(Saved data entries)
^^^^^^^^^^^^^^^^
/// Instantaneous strength, rate, and direction of the tidal stream.
///
/// The rate is the exact analytic derivative of the harmonic sum,
/// `d/dt [A·f·cos(ωt + φ + u)] = -A·f·ω·sin(ωt + φ + u)`, summed per
/// constituent — no finite differencing.
pub fn tide_strength(
    instant: DateTime<Utc>,
    constants: &[HarmonicConstant],
) -> TideResult<TideStrength> {
    if constants.is_empty() {
        return Err(TideError::EmptyConstituents);
    }

    let t = hours_since_epoch(instant);
    let rate: f64 = resolve_terms(instant, constants)
        .iter()
        .map(|term| {
            let arg = (term.speed * t + term.phase + term.u).rem_euclid(360.0);
            -term.amplitude * term.f * term.speed.to_radians() * arg.to_radians().sin()
        })
        .sum();

    let direction = if rate >= 0.0 {
        FlowDirection::Rising
    } else {
        FlowDirection::Falling
    };

    Ok(TideStrength {
        value: strength_value(rate.abs()),
        rate,
        direction,
    })
}

/// Band mapping of `|rate|` in cm/hour onto the 0-10 scale.
///
/// The breakpoints at 2, 8, 20 and 40 cm/h separate stagnant, weak,
/// moderate, and strong flow. Downstream labels key off these exact values;
/// they are documented thresholds, not free parameters. Beyond 40 cm/h the
/// scale saturates asymptotically toward 10.
fn strength_value(rate_abs: f64) -> f64 {
    const BANDS: [(f64, f64, f64, f64); 4] = [
        (0.0, 2.0, 0.0, 1.0),
        (2.0, 8.0, 1.0, 4.0),
        (8.0, 20.0, 4.0, 7.0),
        (20.0, 40.0, 7.0, 9.0),
    ];
    for (lo, hi, value_lo, value_hi) in BANDS {
        if rate_abs < hi {
            return value_lo + (rate_abs - lo) / (hi - lo) * (value_hi - value_lo);
        }
    }
    10.0 - (-(rate_abs - 40.0) / 40.0).exp()
}

/// Sample the tide curve at a fixed minute step across a window.
///
/// Returns time-ordered samples including both endpoints where the step
/// divides the window evenly. Callers compose their own view models from
/// this; no display structure is produced here.
pub fn tide_curve(
    start: DateTime<Utc>,
    end: DateTime<Utc>,
    step_minutes: u32,
    constants: &[HarmonicConstant],
) -> TideResult<Vec<TideSample>> {
    if end <= start {
        return Err(TideError::InvalidRange);
    }
    if step_minutes == 0 {
        return Err(TideError::InvalidInput(
            "curve step minutes must be positive".to_string(),
        ));
    }
    if constants.is_empty() {
        return Err(TideError::EmptyConstituents);
    }

    let step = Duration::minutes(i64::from(step_minutes));
    let mut samples = Vec::new();
    let mut t = start;
    while t <= end {
        samples.push(TideSample {
            time: t,
            level: level_at(t, constants),
        });
        t += step;
    }
    Ok(samples)
}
^^^^^^^^^^^^^^^^
Required action> Every line in the records that holds the word "scale" should be copied into the answer.

Output below>
/// Band mapping of `|rate|` in cm/hour onto the 0-10 scale.
/// scale saturates asymptotically toward 10.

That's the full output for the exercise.